» EXERCISE DIRECTIONS
Using the records below, copy every line that holds the string "PartialEq".

» SOURCE DATA

// Bitcoin formats library: consensus codecs, keys, scripts and PSBTs
// by LNP/BP Association (https://lnp-bp.org)
// Written in 2020-2022 by
//     Dr. Maxim Orlovsky <orlovsky@lnp-bp.org>
//
// To the extent possible under law, the author(s) have dedicated all
// copyright and related and neighboring rights to this software to
// the public domain worldwide. This software is distributed without
// any warranty.
//
// You should have received a copy of the Apache-2.0 License
// along with this software.
// If not, see <https://opensource.org/licenses/Apache-2.0>.


use bitcoinformats_blockchain::{TxOut, Txid};

use crate::Psbt;

/// Errors happening when PSBT input information does not match the structure
/// of the transaction
#[derive(Clone, Copy, PartialEq, Eq, PartialOrd, Ord, Hash, Debug, Display, Error)]
#[display(doc_comments)]
pub enum MatchError {
    /// no `witness_utxo` and `non_witness_utxo` is provided for input {0}
    NoInputTx(usize),

    /// input {0} does not specify the spent outpoint
    NoPrevout(usize),

    /// provided `non_witness_utxo` does not match transaction {1} spent by
    /// input {0}
    NoTxidMatch(usize, Txid),

    /// transaction spent by input {0} does not have the referenced output
    UnmatchingInputNumber(usize),

    /// PSBT has less than {0} inputs
    WrongInputNo(usize),
}

/// API for accessing previous transaction output data
pub trait InputPreviousTxo {
    /// Returns [`TxOut`] spent by the input, or reports specific matching
    /// error preventing from getting the output
    fn input_previous_txo(&self, index: usize) -> Result<&TxOut, MatchError>;
}

/// Errors happening during fee computation
#[derive(Clone, Copy, PartialEq, Eq, PartialOrd, Ord, Hash, Debug, Display, Error, From)]
#[display(doc_comments)]
pub enum FeeError {
    /// no input source information found because of wrong or incomplete PSBT
    /// structure: {0}
    #[from]
    MatchError(MatchError),

    /// sum of inputs is less than sum of outputs
    InputsLessThanOutputs,

    /// sum of amounts exceeds the maximal value
    AmountOverflow,
}

/// Fee computing resolver
pub trait Fee {
    /// Returns fee for a transaction, or returns error reporting resolver
    /// problem or wrong transaction structure
    fn fee(&self) -> Result<u64, FeeError>;
}

impl InputPreviousTxo for Psbt {
    fn input_previous_txo(&self, index: usize) -> Result<&TxOut, MatchError> {
        let input = self.inputs.get(index).ok_or(MatchError::WrongInputNo(index))?;
        if let Some(txout) = &input.witness_utxo {
            return Ok(txout);
        }
        let tx = input
            .non_witness_utxo
            .as_ref()
            .ok_or(MatchError::NoInputTx(index))?;
        let (Some(txid), Some(vout)) = (input.previous_txid, input.output_index) else {
            return Err(MatchError::NoPrevout(index));
        };
        if tx.txid() != txid {
            return Err(MatchError::NoTxidMatch(index, txid));
        }
        tx.outputs
            .get(vout as usize)
            .ok_or(MatchError::UnmatchingInputNumber(index))
    }
}

impl Fee for Psbt {
    fn fee(&self) -> Result<u64, FeeError> {
        let mut input_sum = 0u64;
        for index in 0..self.inputs.len() {
            input_sum = input_sum
                .checked_add(self.input_previous_txo(index)?.amount)
                .ok_or(FeeError::AmountOverflow)?;
        }

        let mut output_sum = 0u64;
        for output in &self.outputs {
            output_sum = output_sum
                .checked_add(output.amount.unwrap_or_default())
                .ok_or(FeeError::AmountOverflow)?;
        }

        input_sum
            .checked_sub(output_sum)
            .ok_or(FeeError::InputsLessThanOutputs)
    }
}

#[cfg(test)]
mod test {
    use std::str::FromStr;

    use super::*;

    const BIP174_PSBT: &str = "cHNidP8BAHUCAAAAASaBcTce3/KF6Tet7qSze3gADAVmy7OtZGQXE8pCFxv2AAAAAAD+////AtPf9QUAAAAAGXapFNDFmQPFusKGh2DpD9UhpGZap2UgiKwA4fUFAAAAABepFDVF5uM7gyxHBQ8k0+65PJwDlIvHh7MuEwAAAQD9pQEBAAAAAAECiaPHHqtNIOA3G7ukzGmPopXJRjr6Ljl/hTPMti+VZ+UBAAAAFxYAFL4Y0VKpsBIDna89p95PUzSe7LmF/////4b4qkOnHf8USIk6UwpyN+9rRgi7st0tAXHmOuxqSJC0AQAAABcWABT+Pp7xp0XpdNkCxDVZQ6vLNL1TU/////8CAMLrCwAAAAAZdqkUhc/xCX/Z4Ai7NK9wnGIZeziXikiIrHL++E4sAAAAF6kUM5cluiHv1irHU6m80GfWx6ajnQWHAkcwRAIgJxK+IuAnDzlPVoMR3HyppolwuAJf3TskAinwf4pfOiQCIAGLONfc0xTnNMkna9b7QPZzMlvEuqFEyADS8vAtsnZcASED0uFWdJQbrUqZY3LLh+GFbTZSYG2YVi/jnF6efkE/IQUCSDBFAiEA0SuFLYXc2WHS9fSrZgZU327tzHlMDDPOXMMJ/7X85Y0CIGczio4OFyXBl/saiK9Z9R5E5CVbIBZ8hoQDHAXR8lkqASECI7cr7vCWXRC+B3jv7NYfysb3mk6haTkzgHNEZPhPKrMAAAAAAAAA";

    #[test]
    fn fee_from_non_witness_utxo() {
        let psbt = Psbt::from_str(BIP174_PSBT).unwrap();
        assert_eq!(psbt.fee(), Ok(301));
        assert_eq!(psbt.input_previous_txo(0).unwrap().amount, 200_000_000);
        assert_eq!(psbt.input_previous_txo(1), Err(MatchError::WrongInputNo(1)));
    }

    #[test]
    fn fee_errors() {
        let mut psbt = Psbt::from_str(BIP174_PSBT).unwrap();
        psbt.inputs[0].output_index = Some(5);
        assert_eq!(psbt.fee(), Err(FeeError::MatchError(MatchError::UnmatchingInputNumber(0))));

        psbt.inputs[0].output_index = Some(0);
        let txid = Txid::from_inner([1; 32]);
        psbt.inputs[0].previous_txid = Some(txid);
        assert_eq!(psbt.fee(), Err(FeeError::MatchError(MatchError::NoTxidMatch(0, txid))));

        psbt.inputs[0].non_witness_utxo = None;
        assert_eq!(psbt.fee(), Err(FeeError::MatchError(MatchError::NoInputTx(0))));

        psbt.inputs[0].witness_utxo = Some(TxOut {
            amount: 1000,
            script_pubkey: vec![],
        });
        assert_eq!(psbt.fee(), Err(FeeError::InputsLessThanOutputs));
    }
}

» REPLY TO THE TASK
#[derive(Clone, Copy, PartialEq, Eq, PartialOrd, Ord, Hash, Debug, Display, Error)]
#[derive(Clone, Copy, PartialEq, Eq, PartialOrd, Ord, Hash, Debug, Display, Error, From)]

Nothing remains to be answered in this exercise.